Американский историк Вильям Миллиган Слоон отмечает:
Он был убежден, что все должны смотреть на него, как на невинно преследуемого человека, вынужденного к самообороне. Эта версия была ему очень выгодна, так как она развязывала руки, оправдывая насилие и средневековую жестокость. При этом Наполеон прекрасно отдавал себе отчет в том, что никакой реальной опасности не было и в помине, ведь он сам писал 6 марта 1804 года графу Франческо Мельци:
И право же, если деятельность Жоржа Кадудаля еще можно трактовать как потенциальную угрозу жизни будущего хозяина всей Европы, то ни генерал Пишегрю, ни герцог Энгиенский, ни тем более капитан Райт к этому не имели ни малейшего отношения и никак не заслуживали своей трагической участи.
Заседание 3 июня было открыто, как обычно. Заслушали несколько свидетелей, но ничего интересного не происходило. Однообразие процесса было нарушено лишь ближе к полудню, когда заговорил старший из братьев де Полиньяк.
— Посмотрите на Жюля, — сказал Арман де Полиньяк судьям, — это всего лишь ребенок. Спасите его, ведь он не понимал, что делает! Я один виновен. Лишь я отдавал себе отчет в том, что делал. Если вам непременно нужна голова кого-то из Полиньяков, возьмите мою, я вам ее дарю…
Брат перебил его. Голос его был пронзительным, высоким, дрожащим:
— Нет! Нет! Господа, не слушайте его! Я совсем один, у меня нет ни жены, ни детей! Арман же отец семейства! Возьмите мою жизнь, но сохраните жизнь моему брату!
Аудитория была потрясена этой сценой до глубины души, многие в зале плакали. Потом наступила очередь маркиза де Ривьера. Председатель суда Эмар показал найденный у него миниатюрный портрет графа д'Артуа, младшего брата казненного короля Людовика XVI и одного из вождей контрреволюционной эмиграции, и спросил:
— Обвиняемый, узнаете ли вы эту миниатюру?
— Я что-то плохо отсюда вижу, — ответил маркиз, — пожалуйста, передайте портрет мне?
Когда портрет оказался у него в руках, он поцеловал его, прижал к сердцу и закричал:
— Как вы могли подумать, что я не узнаю этот портрет?! Я хотел лишь последний раз поцеловать его перед тем, как подняться на эшафот. Теперь, господа, я счастлив, и вы можете делать со мной, что хотите!
Эта сцена произвела на аудиторию не меньшее впечатление, чем предыдущая.
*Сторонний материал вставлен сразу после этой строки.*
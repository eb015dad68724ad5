//! The Wasm intermediate representation shared by the generator,
//! optimizer, and assembler.

pub mod module;
pub mod types;

pub use module::{
    BlockType, DataSegment, ExceptionTag, FuncRef, FunctionRecord, GlobalRecord, ImportRecord,
    Instr, LoweringState, Module, PageMap, ValType,
};
pub use types::TypeId;
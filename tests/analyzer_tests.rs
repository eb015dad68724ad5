//! Integration coverage for the semantic analyzer, driven
//! through the crate's public `ast::Program` -> `analyzer::analyze` API
//! rather than the unit tests colocated in `analyzer.rs`, which exercise
//! the `Discovery`/`Resolver` internals directly.

use scriptwasm::analyzer::analyze;
use scriptwasm::ast::*;
use scriptwasm::config::CompilerOptions;
use scriptwasm::errors::CompileError;
use scriptwasm::hir::{DeclKind, HExpr, HStmt};

fn num(value: f64) -> Expr {
    Expr::NumericLiteral { value }
}

fn ident(name: &str) -> Expr {
    Expr::Identifier { name: name.to_string(), span: Span::unknown() }
}

fn let_stmt(name: &str, init: Expr) -> Stmt {
    Stmt::VariableDeclaration {
        kind: VarKind::Let,
        declarations: vec![VariableDeclarator { id: Identifier::new(name), init: Some(init) }],
    }
}

#[test]
fn hoists_var_declarations_above_their_first_use() {
    // `print(x); var x = 1;` - `var` is function-scoped and hoisted, so
    // the reference resolves even though it lexically precedes the decl.
    let program = Program {
        body: vec![
            Stmt::Expression { expression: ident("x") },
            Stmt::VariableDeclaration {
                kind: VarKind::Var,
                declarations: vec![VariableDeclarator { id: Identifier::new("x"), init: Some(num(1.0)) }],
            },
        ],
    };
    let module = analyze(&program, &CompilerOptions::default()).expect("hoisted var resolves");
    match &module.body[0] {
        HStmt::Expr(HExpr::Ident(r)) => assert_eq!(r.resolved.as_deref(), Some("x")),
        other => panic!("unexpected: {other:?}"),
    }
}

#[test]
fn function_declarations_are_hoisted_for_mutual_recursion() {
    // `function even(n) { ... odd(n-1) ... }  function odd(n) { ... even(n-1) ... }`
    // Each function body references the other before its own declaration
    // is reached lexically; both must still resolve.
    let even = FunctionNode {
        id: Some(Identifier::new("even")),
        params: vec![Identifier::new("n")],
        body: vec![Stmt::Return {
            argument: Some(Expr::Call {
                callee: Box::new(ident("odd")),
                arguments: vec![ident("n")],
            }),
        }],
    };
    let odd = FunctionNode {
        id: Some(Identifier::new("odd")),
        params: vec![Identifier::new("n")],
        body: vec![Stmt::Return {
            argument: Some(Expr::Call {
                callee: Box::new(ident("even")),
                arguments: vec![ident("n")],
            }),
        }],
    };
    let program = Program {
        body: vec![Stmt::FunctionDeclaration(even), Stmt::FunctionDeclaration(odd)],
    };
    let module = analyze(&program, &CompilerOptions::default()).expect("mutual recursion resolves");
    assert_eq!(module.body.len(), 2);
}

#[test]
fn block_scoped_let_shadowing_is_renamed_not_rejected() {
    let program = Program {
        body: vec![
            let_stmt("x", num(1.0)),
            Stmt::Block {
                body: vec![let_stmt("x", num(2.0)), Stmt::Expression { expression: ident("x") }],
            },
            Stmt::Expression { expression: ident("x") },
        ],
    };
    let module = analyze(&program, &CompilerOptions::default()).expect("shadowing is legal");
    let HStmt::Block(inner) = &module.body[1] else { panic!("expected block") };
    let HStmt::Let { name: inner_name, .. } = &inner[0] else { panic!("expected let") };
    assert_ne!(inner_name, "x", "the shadowing binding must be renamed, not left colliding");
    match &module.body[2] {
        HStmt::Expr(HExpr::Ident(r)) => assert_eq!(r.resolved.as_deref(), Some("x")),
        other => panic!("outer x must still resolve to the outer binding: {other:?}"),
    }
}

#[test]
fn resolved_bindings_keep_their_source_declaration_kind() {
    let program = Program {
        body: vec![
            let_stmt("a", num(1.0)),
            Stmt::VariableDeclaration {
                kind: VarKind::Var,
                declarations: vec![VariableDeclarator { id: Identifier::new("b"), init: Some(num(2.0)) }],
            },
            Stmt::VariableDeclaration {
                kind: VarKind::Const,
                declarations: vec![VariableDeclarator { id: Identifier::new("c"), init: Some(num(3.0)) }],
            },
        ],
    };
    let module = analyze(&program, &CompilerOptions::default()).expect("resolves");
    let kinds: Vec<DeclKind> = module
        .body
        .iter()
        .map(|s| match s {
            HStmt::Let { kind, .. } => *kind,
            other => panic!("expected a let binding: {other:?}"),
        })
        .collect();
    assert_eq!(kinds, vec![DeclKind::Let, DeclKind::Var, DeclKind::Const]);
}

#[test]
fn let_redeclaration_in_the_same_block_is_a_redeclaration_error() {
    let program = Program { body: vec![let_stmt("x", num(1.0)), let_stmt("x", num(2.0))] };
    let err = analyze(&program, &CompilerOptions::default()).unwrap_err();
    assert!(matches!(err, CompileError::Redeclaration { .. }));
}

#[test]
fn closures_disabled_skips_capture_flagging() {
    let outer = FunctionNode {
        id: None,
        params: vec![],
        body: vec![
            let_stmt("n", num(0.0)),
            Stmt::Return {
                argument: Some(Expr::FunctionExpression(FunctionNode {
                    id: None,
                    params: vec![],
                    body: vec![Stmt::Return { argument: Some(ident("n")) }],
                })),
            },
        ],
    };
    let program = Program { body: vec![Stmt::Expression { expression: Expr::FunctionExpression(outer) }] };
    let options = CompilerOptions { closures_enabled: false, ..CompilerOptions::default() };
    let module = analyze(&program, &options).expect("analysis still succeeds with closures disabled");
    let HStmt::Expr(HExpr::Function(outer_fn)) = &module.body[0] else { panic!() };
    let HStmt::Return(Some(HExpr::Function(inner_fn))) = outer_fn.body.last().unwrap() else { panic!() };
    assert!(inner_fn.captures.is_empty(), "capture analysis must be skipped when disabled");
}

#[test]
fn eval_like_call_is_flagged_but_not_rejected_by_the_analyzer() {
    // The analyzer flags `eval`/`new Function`; only the
    // generator is required to reject it.
    let program = Program {
        body: vec![Stmt::Expression {
            expression: Expr::EvalLike { callee_name: "eval".to_string(), arguments: vec![] },
        }],
    };
    let module = analyze(&program, &CompilerOptions::default()).expect("analyzer does not reject eval");
    assert!(matches!(module.body[0], HStmt::Expr(HExpr::EvalLike)));
}
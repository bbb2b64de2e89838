//! siteproxy daemon
//!
//! Serves the site monitor's HTTP API.

use anyhow::Context;
use clap::Parser;
use siteproxy_api::create_router;
use siteproxy_core::{ProxyConfig, SiteRegistry};
use siteproxy_monitor::SiteMonitor;
use std::net::SocketAddr;
use std::path::PathBuf;
use std::sync::Arc;
use std::time::Duration;
use tracing::{info, warn};
use tracing_subscriber::prelude::*;
use tracing_subscriber::{fmt, reload, EnvFilter, Registry};

type FilterHandle = reload::Handle<EnvFilter, Registry>;

/// siteproxyd - status service for code-review site selection
#[derive(Parser, Debug)]
#[command(name = "siteproxyd")]
#[command(version, about, long_about = None)]
struct Args {
    /// Config file (default $HOME/.siteproxy/siteproxy.yaml)
    #[arg(short, long)]
    config: Option<PathBuf>,

    /// Address to bind the API server
    #[arg(long)]
    address: Option<String>,

    /// Port for the REST API server
    #[arg(long)]
    port: Option<u16>,

    /// Seconds between background refresh rounds (0 disables)
    #[arg(long)]
    refresh_interval: Option<u64>,

    /// Log level
    #[arg(long)]
    log_level: Option<String>,
}

#[tokio::main]
async fn main() -> anyhow::Result<()> {
    let args = Args::parse();

    // Installed before the config loads; the configured level is applied after
    let filter = init_logging(args.log_level.as_deref().unwrap_or("info"));

    let config = ProxyConfig::load_or_init(args.config.as_deref())
        .context("failed to load configuration")?;

    if args.log_level.is_none() {
        set_level(&filter, &config.logging.level)?;
    }

    info!("Starting siteproxy daemon v{}", env!("CARGO_PKG_VERSION"));

    let registry = SiteRegistry::from_config(&config).context("invalid site configuration")?;
    if registry.is_empty() {
        warn!("No sites configured; selection requests will fail");
    }

    let monitor = Arc::new(SiteMonitor::with_ssh(registry, &config.monitor));

    let refresh_secs = args
        .refresh_interval
        .unwrap_or(config.monitor.refresh_interval_secs);
    let refresher = if refresh_secs > 0 {
        info!(interval_secs = refresh_secs, "Background refresh enabled");
        Some(monitor.spawn_refresh(Duration::from_secs(refresh_secs)))
    } else {
        None
    };

    let router = create_router(Arc::clone(&monitor));

    let address = args.address.unwrap_or(config.api.address);
    let port = args.port.unwrap_or(config.api.port);
    let addr: SocketAddr = format!("{}:{}", address, port)
        .parse()
        .with_context(|| format!("invalid listen address {}:{}", address, port))?;

    let listener = tokio::net::TcpListener::bind(addr)
        .await
        .with_context(|| format!("failed to bind {}", addr))?;
    info!("API server listening on {}", addr);

    axum::serve(listener, router)
        .with_graceful_shutdown(shutdown_signal(Arc::clone(&monitor)))
        .await
        .context("server error")?;

    if let Some(handle) = refresher {
        if let Err(e) = handle.await {
            warn!(error = %e, "Refresh task ended abnormally");
        }
    }

    info!("siteproxy daemon stopped");
    Ok(())
}

/// `RUST_LOG` wins over `level` when set
fn env_filter(level: &str) -> EnvFilter {
    EnvFilter::try_from_default_env().unwrap_or_else(|_| EnvFilter::new(level))
}

fn init_logging(level: &str) -> FilterHandle {
    let (filter, handle) = reload::Layer::new(env_filter(level));
    tracing_subscriber::registry()
        .with(filter)
        .with(fmt::layer().with_target(false))
        .init();
    handle
}

fn set_level(handle: &FilterHandle, level: &str) -> anyhow::Result<()> {
    handle
        .reload(env_filter(level))
        .with_context(|| format!("failed to apply log level {}", level))
}

/// Resolve on Ctrl-C or SIGTERM, then stop the monitor
async fn shutdown_signal(monitor: Arc<SiteMonitor>) {
    let ctrl_c = async {
        if let Err(e) = tokio::signal::ctrl_c().await {
            warn!(error = %e, "Failed to listen for Ctrl-C");
            std::future::pending::<()>().await;
        }
    };

    #[cfg(unix)]
    let terminate = async {
        match tokio::signal::unix::signal(tokio::signal::unix::SignalKind::terminate()) {
            Ok(mut signal) => {
                signal.recv().await;
            }
            Err(e) => {
                warn!(error = %e, "Failed to listen for SIGTERM");
                std::future::pending::<()>().await;
            }
        }
    };

    #[cfg(not(unix))]
    let terminate = std::future::pending::<()>();

    tokio::select! {
        _ = ctrl_c => {}
        _ = terminate => {}
    }

    info!("Shutting down server");
    monitor.shutdown();
}
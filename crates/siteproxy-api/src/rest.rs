//! REST API handlers

use axum::{
    extract::{Path, State},
    http::StatusCode,
    response::Json,
    routing::get,
    Router,
};
use chrono::{DateTime, Utc};
use serde::Serialize;
use siteproxy_core::{ProxyError, SiteConnections, SiteHealth, SiteQueues, SiteStatus};
use siteproxy_monitor::SiteMonitor;
use std::sync::Arc;
use std::time::Instant;
use tower_http::trace::TraceLayer;
use tracing::{info, warn};

/// Application state shared across handlers
pub struct AppState {
    pub monitor: Arc<SiteMonitor>,
    pub started: Instant,
}

type ApiError = (StatusCode, String);

/// Create the API router
pub fn create_router(monitor: Arc<SiteMonitor>) -> Router {
    let state = Arc::new(AppState {
        monitor,
        started: Instant::now(),
    });

    Router::new()
        .route("/api/status", get(get_status))
        .route("/api/sites", get(list_sites))
        .route("/api/sites/best", get(get_best_site))
        .route("/api/sites/:site/health", get(get_site_health))
        .route("/api/sites/:site/queues", get(get_site_queues))
        .route("/api/sites/:site/connections", get(get_site_connections))
        .layer(TraceLayer::new_for_http())
        .with_state(state)
}

fn api_error(err: ProxyError) -> ApiError {
    let status = match err {
        ProxyError::SiteNotFound(_) => StatusCode::NOT_FOUND,
        ProxyError::NoSites => StatusCode::SERVICE_UNAVAILABLE,
        _ => StatusCode::INTERNAL_SERVER_ERROR,
    };
    warn!(status = %status, error = %err, "Request failed");
    (status, err.to_string())
}

/// System status response
#[derive(Debug, Serialize)]
#[serde(rename_all = "camelCase")]
pub struct StatusResponse {
    pub version: String,
    pub timestamp: DateTime<Utc>,
    pub uptime_secs: u64,
    pub sites: usize,
}

/// Get system status
async fn get_status(State(state): State<Arc<AppState>>) -> Json<StatusResponse> {
    Json(StatusResponse {
        version: env!("CARGO_PKG_VERSION").to_string(),
        timestamp: Utc::now(),
        uptime_secs: state.started.elapsed().as_secs(),
        sites: state.monitor.registry().len(),
    })
}

/// List the last known status of every site
async fn list_sites(State(state): State<Arc<AppState>>) -> Json<Vec<SiteStatus>> {
    Json(state.monitor.all_sites_status().await)
}

/// Run a selection round and return the chosen site
async fn get_best_site(
    State(state): State<Arc<AppState>>,
) -> Result<Json<SiteStatus>, ApiError> {
    let site = state
        .monitor
        .get_available_site()
        .await
        .map_err(api_error)?;

    info!(site = %site.name, score = site.score, "Served best site");
    Ok(Json(site))
}

/// Probe one site and return its health
async fn get_site_health(
    State(state): State<Arc<AppState>>,
    Path(site): Path<String>,
) -> Result<Json<SiteHealth>, ApiError> {
    state.monitor.site_health(&site).await.map(Json).map_err(api_error)
}

/// Probe one site and return its queue depth
async fn get_site_queues(
    State(state): State<Arc<AppState>>,
    Path(site): Path<String>,
) -> Result<Json<SiteQueues>, ApiError> {
    state.monitor.site_queues(&site).await.map(Json).map_err(api_error)
}

/// Probe one site and return its connection count
async fn get_site_connections(
    State(state): State<Arc<AppState>>,
    Path(site): Path<String>,
) -> Result<Json<SiteConnections>, ApiError> {
    state
        .monitor
        .site_connections(&site)
        .await
        .map(Json)
        .map_err(api_error)
}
Благородство молодых дворян вызывало уважение даже у самых закаленных в революционных боях республиканцев.
После этого был объявлен перерыв, а во второй части заседания слово взял государственный обвинитель, который призвал суд обрушить на головы обвиняемых всю мощь закона, дабы их возможные последователи не тешили себя иллюзиями: любое покушение на жизнь императора будет сурово наказано.
Заседания 5, 6, 7, 8 и 9 июня были полностью посвящены выступлениям защитников обвиняемых. В их числе следует отметить знаменитых адвокатов Биллекока (он защищал маркиза де Ривьера) и Боннэ (он защищал генерала Моро). Адвокат Доммаже защищал Жоржа Кадудаля, Коттерель — генерала Ляжоле, Готье — Костера де Сен-Виктора и Пико, Гишар — братьев де Полиньяков, Лебон — Буве де Лозье, Рюзийона и Шарля д'Озье и т. д.
5-го числа выступило девять человек, но все ждали речи мэтра Боннэ, который должен был выступать десятым. Однако уставший председатель суда решил закрыть заседание и перенести слушания на завтра.
6 июня, как только открылось очередное заседание суда, председатель Эмар пригласил на трибуну адвоката Моро мэтра Шарля Боннэ, но генерал тут же вскочил с места и заявил, что хочет сказать несколько слов до этого.
— Вы можете выступить после вашего защитника, — попытался урезонить его Эмар.
— То, что я хочу сказать, — возразил генерал, — должно предшествовать выступлению моего защитника. И дело тут не в том, что мое доверие к нему не полное — вовсе нет, но я чувствую, что мне необходимо самому обратиться к суду и к нации.
— Так и быть, предоставляю вам слово.